As colleagues held a remembrance service in Moscow to mark the anniversary, President Dmitry Medvedev made the surprise announcement that the killer of Ms Estemirova had been identified and an international search warrant was out for him.
The statement, made during a joint press conference today with German Chancellor Angela Merkel, is at odds with previous information released by investigators.
They have said that the only suspect in the case was Alkhazur Bashayev, a rebel fighter who was himself killed later last year, and thus cannot be questioned.
Russian rights group Memorial has cast doubt on this version, saying that the man in question would have had no grudge against Ms Estemirova, and suggested the theory smacks of a cover-up.
“The hitman of the murder has been identified... but not the one who ordered this grave crime,” said Mr Medvedev yesterday. He said that the hitman was on an international wanted list.
“Maybe he means the same Bashayev, or maybe there is a new person that is being sought,” said Oleg Orlov, the head of Memorial, yesterday. “It’s all very unclear. I don’t understand anything.”
Ms Estemirova, who was one of the best-known of a dwindling number of human rights activists in Chechnya, was bundled into a car outside her house in Grozny on 15 July last year. Her body was later dumped in neighbouring Ingushetia.
Ramzan Kadyrov, the Kremlin-backed president of Chechnya, earlier this year won around £1,500 of damages from Mr Orlov, who implicated the Chechen president in Ms Estemirova’s death, something Mr Kadyrov has always denied.

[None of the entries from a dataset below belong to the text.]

//! Machine execution runtime
//!
//! This crate provides the tick-driven engine that runs graph definitions:
//! transition evaluation, barrier synchronization, shared context, path
//! scheduling, definition mutation, the effect boundary to the agent and
//! tools, and checkpointing.

mod checkpoint;
mod context;
mod effects;
mod graph;
mod loader;
mod mutation;
mod registry;
mod runtime;
mod scheduler;
mod sync;
mod transition;

pub use checkpoint::{
    CheckpointStore, CheckpointToken, FileCheckpointStore, InMemoryCheckpointStore, Migration,
    StateManager,
};
pub use context::{CommitReport, ContextError, ContextManager, ContextView, Permissions};
pub use effects::{ChosenTransition, EffectExecutor, EffectOutcome};
pub use graph::ControlGraph;
pub use loader::{check as check_definition, load_definition, load_definition_file};
pub use mutation::{MetaMutationManager, MutationCommit, PendingMutation};
pub use registry::{FactoryMetadata, ToolFactory, ToolRegistry};
pub use runtime::{MachineRuntime, RuntimeConfig, TickReport};
pub use scheduler::{detect_cycle, EffectRequest, FoldedEffects, PathScheduler, TickSnapshot};
pub use sync::{Arrival, Release, SynchronizationManager};
pub use transition::{Candidate, Decision, Evaluation, GuardWarning, TransitionEvaluator};
fn eval(expr: &Expr, ctx: &EvalContext) -> Result<Value, ExpressionError> {
    match expr {
        Expr::Literal(value) => Ok(value.clone()),
        Expr::Ident(name) => ctx
            .resolve(name)
            .cloned()
            .ok_or_else(|| ExpressionError::UnknownAttribute(name.clone())),
        Expr::Array(items) => Ok(Value::Array(
            items.iter().map(|e| eval(e, ctx)).collect::<Result<_, _>>()?,
        )),
        Expr::Unary(UnaryOp::Not, inner) => Ok(Value::Bool(!eval(inner, ctx)?.is_truthy())),
        Expr::Unary(UnaryOp::Neg, inner) => match eval(inner, ctx)? {
            Value::Number(n) => Ok(Value::Number(-n)),
            other => Err(ExpressionError::TypeMismatch {
                op: "-".to_string(),
                left: "nothing".to_string(),
                right: other.type_name().to_string(),
            }),
        },
        Expr::Binary(BinaryOp::And, left, right) => {
            if !eval(left, ctx)?.is_truthy() {
                return Ok(Value::Bool(false));
            }
            Ok(Value::Bool(eval(right, ctx)?.is_truthy()))
        }
        Expr::Binary(BinaryOp::Or, left, right) => {
            if eval(left, ctx)?.is_truthy() {
                return Ok(Value::Bool(true));
            }
            Ok(Value::Bool(eval(right, ctx)?.is_truthy()))
        }
        Expr::Binary(op, left, right) => binary(*op, eval(left, ctx)?, eval(right, ctx)?),
    }
}

fn mismatch(op: BinaryOp, left: &Value, right: &Value) -> ExpressionError {
    ExpressionError::TypeMismatch {
        op: op.symbol().to_string(),
        left: left.type_name().to_string(),
        right: right.type_name().to_string(),
    }
}

fn binary(op: BinaryOp, left: Value, right: Value) -> Result<Value, ExpressionError> {
    use std::cmp::Ordering;

    match op {
        BinaryOp::Eq => Ok(Value::Bool(left == right)),
        BinaryOp::Ne => Ok(Value::Bool(left != right)),
        BinaryOp::Lt | BinaryOp::Le | BinaryOp::Gt | BinaryOp::Ge => {
            let ordering = match (&left, &right) {
                (Value::Number(a), Value::Number(b)) => a.partial_cmp(b),
                (Value::String(a), Value::String(b)) => Some(a.cmp(b)),
                _ => None,
            }
            .ok_or_else(|| mismatch(op, &left, &right))?;
            Ok(Value::Bool(match op {
                BinaryOp::Lt => ordering == Ordering::Less,
                BinaryOp::Le => ordering != Ordering::Greater,
                BinaryOp::Gt => ordering == Ordering::Greater,
                _ => ordering != Ordering::Less,
            }))
        }
        BinaryOp::Contains => contains(&left, &right).ok_or_else(|| mismatch(op, &left, &right)),
        BinaryOp::In => contains(&right, &left).ok_or_else(|| mismatch(op, &left, &right)),
        BinaryOp::Add => match (&left, &right) {
            (Value::Number(a), Value::Number(b)) => Ok(Value::Number(a + b)),
            (Value::String(_), _) | (_, Value::String(_)) => {
                Ok(Value::String(format!("{}{}", left, right)))
            }
            (Value::Array(a), Value::Array(b)) => {
                Ok(Value::Array(a.iter().chain(b.iter()).cloned().collect()))
            }
            _ => Err(mismatch(op, &left, &right)),
        },
        BinaryOp::Sub | BinaryOp::Mul | BinaryOp::Div | BinaryOp::Mod => {
            let (a, b) = match (&left, &right) {
                (Value::Number(a), Value::Number(b)) => (*a, *b),
                _ => return Err(mismatch(op, &left, &right)),
            };
            match op {
                BinaryOp::Sub => Ok(Value::Number(a - b)),
                BinaryOp::Mul => Ok(Value::Number(a * b)),
                _ if b == 0.0 => Err(ExpressionError::DivisionByZero),
                BinaryOp::Div => Ok(Value::Number(a / b)),
                _ => Ok(Value::Number(a % b)),
            }
        }
        BinaryOp::And | BinaryOp::Or => unreachable!("short-circuit operators handled in eval"),
    }
}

However, after her death, Mr Kadyrov referred to Ms Estemirova as “without honour or shame” and in a recent television interview claimed that those who criticised rights abuses in the republic were “enemies of the people, enemies of the law and enemies of the state.”
Memorial, which still has a number of activists in Chechnya, expressed alarm that law enforcement bodies could see these words as a green light to attack its workers and other rights activists.